Strasburgo, 03/10/2012 – Nel discorso pronunciato dinanzi all’Assemblea parlamentare, il Presidente della Repubblica di Moldova, Nicolae Timofti, ha auspicato vivamente la reintegrazione della Transnistria alla Repubblica di Moldova, con “un adeguato livello di autonomia”, insistendo altresì sul ritiro delle forze russe.
“Il perdurare del conflitto transnistriano reca pregiudizio alla nostra sicurezza nazionale e all’integrità territoriale, ostacola lo sviluppo economico e divide la società”, ha affermato Timofti, il quale ha evidenziato il ruolo svolto dal Consiglio d’Europa nell’ambito del progetto relativo alle misure miranti a rafforzare la fiducia sulle due sponde del fiume Nistro.
Il Presidente ha sottolineato che la Repubblica di Moldova avanza sulla strada dell’integrazione europea – nella prospettiva di un’adesione all’Ue – e che il paese ha intrapreso misure importanti per la trasformazione democratica relative, ad esempio, al sistema giudiziario e alla lotta contro la corruzione.

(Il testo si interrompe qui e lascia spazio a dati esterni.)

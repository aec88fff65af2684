use std::collections::HashSet;
use std::future::Future;
use std::sync::Arc;
use std::time::{Duration, Instant};

use async_trait::async_trait;
use chrono::Utc;
use parking_lot::Mutex;
use serde_json::json;
use tracing::{debug, error, info, warn};

use super::backoff::RetryPolicy;
use super::circuit_breaker::{CallError, CircuitBreaker};
use super::classifier::{classify, classify_message};
use super::models::{DeletionError, DeletionOptions, DeletionRequest, DeletionResult};
use crate::audit::AuditLogger;
use crate::cms::{CacheInvalidator, CmsClient, CmsError, Document};
use crate::core::config::{CacheInvalidationConfig, OrchestratorConfig};
use crate::core::events::{EventBus, PipelineEvent, PipelineEventKind};
use crate::queue::{OfflineQueue, QueueMetadata};
use crate::utils::{elapsed_ms, render_target};


/// Anything that can run one deletion to a terminal result. The offline queue
/// and the bulk manager drive deletions through this seam.
#[async_trait]
pub trait DeletionExecutor: Send + Sync {
    async fn execute(&self, identifier: &str, options: DeletionOptions) -> DeletionResult;
}


pub struct DeletionOrchestrator {
    cms: Arc<dyn CmsClient>,
    cache: Arc<dyn CacheInvalidator>,
    breaker: Arc<CircuitBreaker>,
    audit: Arc<AuditLogger>,
    queue: Arc<OfflineQueue>,
    bus: Arc<EventBus>,
    config: OrchestratorConfig,
    cache_targets: CacheInvalidationConfig,
    in_progress: Mutex<HashSet<String>>,
}

impl DeletionOrchestrator {
    pub fn new(
        cms: Arc<dyn CmsClient>,
        cache: Arc<dyn CacheInvalidator>,
        breaker: Arc<CircuitBreaker>,
        audit: Arc<AuditLogger>,
        queue: Arc<OfflineQueue>,
        bus: Arc<EventBus>,
    ) -> Self {
        Self {
            cms,
            cache,
            breaker,
            audit,
            queue,
            bus,
            config: OrchestratorConfig::default(),
            cache_targets: CacheInvalidationConfig::default(),
            in_progress: Mutex::new(HashSet::new()),
        }
    }


    #[must_use]
    pub fn with_config(mut self, config: OrchestratorConfig, cache_targets: CacheInvalidationConfig) -> Self {
        self.config = config;
        self.cache_targets = cache_targets;
        self
    }


    pub fn is_in_progress(&self, identifier: &str) -> bool {
        self.in_progress.lock().contains(identifier.trim())
    }


    pub fn active_count(&self) -> usize {
        self.in_progress.lock().len()
    }


    pub fn breaker(&self) -> &Arc<CircuitBreaker> {
        &self.breaker
    }


    /// Deletes one post by id or slug. Never fails with `Err`; every outcome,
    /// including rejection, is reported in the returned result.
    pub async fn delete(&self, identifier: &str, options: DeletionOptions) -> DeletionResult {
        let started = Instant::now();

        let request = match DeletionRequest::new(identifier, options) {
            Ok(request) => request,
            Err(e) => {
                warn!("Rejected deletion request: {}", e);
                return DeletionResult::rejected(identifier.trim(), e);
            }
        };
        let identifier = request.identifier();
        let options = request.options();
        let actor = if options.actor.trim().is_empty() {
            self.config.default_actor.as_str()
        } else {
            options.actor.as_str()
        };

        let Some(_claim) = self.claim(identifier) else {
            warn!("Deletion of {} already in progress, rejecting", identifier);
            return DeletionResult::rejected(identifier, DeletionError::operation_in_progress(identifier));
        };

        let document = if options.validate_before_delete {
            self.resolve(identifier).await
        } else {
            None
        };
        let post_id = document.as_ref().map_or(identifier, |d| d.id.as_str()).to_string();
        let title = document.as_ref().and_then(|d| d.title.clone());
        let slug = document.as_ref().and_then(|d| d.slug.clone());

        let event_id = self.audit.log_initiated(
            &post_id,
            title.as_deref(),
            slug.as_deref(),
            actor,
            options.retry_attempts,
        );
        self.bus.emit(
            PipelineEvent::new(
                PipelineEventKind::DeletionStarted,
                json!({ "identifier": identifier, "post_id": post_id, "actor": actor }),
            )
            .with_correlation(event_id),
        );

        let policy = RetryPolicy::new(Duration::from_millis(options.retry_delay_ms), self.config.max_backoff());
        let mut retry_count = 0;
        let mut last_error: Option<DeletionError> = None;

        for attempt in 0..=options.retry_attempts {
            if attempt > 0 {
                if let Some(previous) = &last_error {
                    self.audit.log_retry(event_id, &post_id, attempt, previous, actor);
                }
                retry_count = attempt;
                let delay = policy.delay_for_attempt(attempt);
                debug!("Retrying deletion of {} in {:?} (attempt {})", post_id, delay, attempt + 1);
                tokio::time::sleep(delay).await;
            }

            match self.guarded(|| self.cms.delete(&post_id)).await {
                Ok(()) => {
                    let cache_invalidated = if options.skip_cache_invalidation {
                        false
                    } else {
                        self.invalidate_cache(&post_id, slug.as_deref()).await
                    };
                    let duration_ms = elapsed_ms(started);

                    self.audit
                        .log_success(event_id, &post_id, duration_ms, cache_invalidated, actor);
                    self.bus.emit(
                        PipelineEvent::new(
                            PipelineEventKind::DeletionSucceeded,
                            json!({
                                "post_id": post_id,
                                "duration_ms": duration_ms,
                                "retry_count": retry_count,
                                "cache_invalidated": cache_invalidated,
                            }),
                        )
                        .with_correlation(event_id),
                    );
                    info!(
                        "Deleted {} in {}ms after {} retries (cache invalidated: {})",
                        post_id, duration_ms, retry_count, cache_invalidated
                    );

                    return DeletionResult {
                        success: true,
                        identifier: identifier.to_string(),
                        post_id: Some(post_id),
                        slug,
                        title,
                        error: None,
                        cache_invalidated,
                        timestamp: Utc::now(),
                        retry_count,
                        duration_ms,
                        event_id: Some(event_id),
                        queued_for_retry: false,
                        queue_id: None,
                    };
                }
                Err(e) => {
                    warn!("Delete attempt {} for {} failed: {}", attempt + 1, post_id, e);
                    let retryable = e.retryable;
                    last_error = Some(e);
                    if !retryable {
                        break;
                    }
                }
            }
        }

        let error = last_error.unwrap_or_else(|| classify_message("Deletion failed without an error"));
        self.audit.log_failure(event_id, &post_id, &error, retry_count, actor);

        let mut result = DeletionResult {
            success: false,
            identifier: identifier.to_string(),
            post_id: Some(post_id.clone()),
            slug: slug.clone(),
            title: title.clone(),
            error: None,
            cache_invalidated: false,
            timestamp: Utc::now(),
            retry_count,
            duration_ms: elapsed_ms(started),
            event_id: Some(event_id),
            queued_for_retry: false,
            queue_id: None,
        };

        if error.is_queueable() && options.queue_on_network_failure {
            let metadata = QueueMetadata {
                title,
                slug,
                reason: Some(error.message.clone()),
            };
            match self.queue.enqueue(&post_id, options.clone(), metadata).await {
                Ok(queue_id) => {
                    info!("Deletion of {} queued for offline retry as {}", post_id, queue_id);
                    self.bus.emit(
                        PipelineEvent::new(
                            PipelineEventKind::DeletionQueued,
                            json!({ "post_id": post_id, "queue_id": queue_id, "code": error.code }),
                        )
                        .with_correlation(event_id),
                    );
                    result.queued_for_retry = true;
                    result.queue_id = Some(queue_id);
                    result.error = Some(error);
                    return result;
                }
                Err(e) => error!("Could not queue {} for offline retry: {}", post_id, e),
            }
        }

        error!("Deletion of {} failed after {} retries: {}", post_id, retry_count, error);
        self.bus.emit(
            PipelineEvent::new(
                PipelineEventKind::DeletionFailed,
                json!({
                    "post_id": post_id,
                    "code": error.code,
                    "category": error.category,
                    "retry_count": retry_count,
                }),
            )
            .with_correlation(event_id),
        );
        result.error = Some(error);
        result
    }

    fn claim(&self, identifier: &str) -> Option<InProgressClaim<'_>> {
        let mut active = self.in_progress.lock();
        if !active.insert(identifier.to_string()) {
            return None;
        }
        Some(InProgressClaim {
            active: &self.in_progress,
            identifier: identifier.to_string(),
        })
    }

    /// Id lookup first, then slug. Misses and lookup failures only warn; the
    /// deletion proceeds with the identifier as the id.
    async fn resolve(&self, identifier: &str) -> Option<Document> {
        match self.guarded(|| self.cms.fetch_by_id(identifier)).await {
            Ok(Some(doc)) => return Some(doc),
            Ok(None) => {}
            Err(e) => {
                warn!("Lookup of {} failed, deleting by identifier: {}", identifier, e);
                return None;
            }
        }

        match self.guarded(|| self.cms.fetch_by_slug(identifier)).await {
            Ok(Some(doc)) => {
                debug!("Resolved slug {} to document {}", identifier, doc.id);
                Some(doc)
            }
            Ok(None) => {
                warn!("Post {} not found before deletion, deleting by identifier", identifier);
                None
            }
            Err(e) => {
                warn!("Slug lookup of {} failed, deleting by identifier: {}", identifier, e);
                None
            }
        }
    }

    async fn guarded<T, F, Fut>(&self, op: F) -> Result<T, DeletionError>
    where
        F: FnOnce() -> Fut,
        Fut: Future<Output = Result<T, CmsError>>,
    {
        guarded_call(&self.breaker, self.config.call_timeout(), op).await
    }

    /// Returns true only if every rendered tag and path was invalidated.
    async fn invalidate_cache(&self, post_id: &str, slug: Option<&str>) -> bool {
        let mut all_ok = true;

        for template in &self.cache_targets.tags {
            let Some(tag) = render_target(template, post_id, slug) else {
                continue;
            };
            if let Err(e) = self.cache.invalidate_tag(&tag).await {
                warn!("Cache tag invalidation failed for {}: {}", tag, e);
                all_ok = false;
            }
        }

        for template in &self.cache_targets.paths {
            let Some(path) = render_target(template, post_id, slug) else {
                continue;
            };
            if let Err(e) = self.cache.invalidate_path(&path).await {
                warn!("Cache path invalidation failed for {}: {}", path, e);
                all_ok = false;
            }
        }

        all_ok
    }
}

#[async_trait]
impl DeletionExecutor for DeletionOrchestrator {
    async fn execute(&self, identifier: &str, options: DeletionOptions) -> DeletionResult {
        self.delete(identifier, options).await
    }
}


/// One CMS call through the breaker with `timeout` applied. Rejections surface
/// as `CIRCUIT_OPEN` without calling `op`; failures are classified.
pub(crate) async fn guarded_call<T, F, Fut>(
    breaker: &CircuitBreaker,
    timeout: Duration,
    op: F,
) -> Result<T, DeletionError>
where
    F: FnOnce() -> Fut,
    Fut: Future<Output = Result<T, CmsError>>,
{
    let outcome = breaker
        .call(|| async move {
            tokio::time::timeout(timeout, op())
                .await
                .unwrap_or_else(|_| Err(CmsError::timeout(timeout)))
        })
        .await;

    match outcome {
        Ok(value) => Ok(value),
        Err(CallError::Rejected) => Err(DeletionError::circuit_open()),
        Err(CallError::Failed(e)) => Err(classify(&e)),
    }
}


/// Releases the identifier on every exit path, including cancellation.
struct InProgressClaim<'a> {
    active: &'a Mutex<HashSet<String>>,
    identifier: String,
}

impl Drop for InProgressClaim<'_> {
    fn drop(&mut self) {
        self.active.lock().remove(&self.identifier);
    }
}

Ha inoltre ricordato l’adozione da parte del Parlamento moldavo di un piano d’azione sul rispetto degli impegni assunti dalla Repubblica di Moldova verso il Consiglio d’Europa (luglio 2012), che dimostra la “ sua determinazione nel promuovere riforme sistemiche e strutturali” al fine di allinearsi agli standard dell’Organizzazione.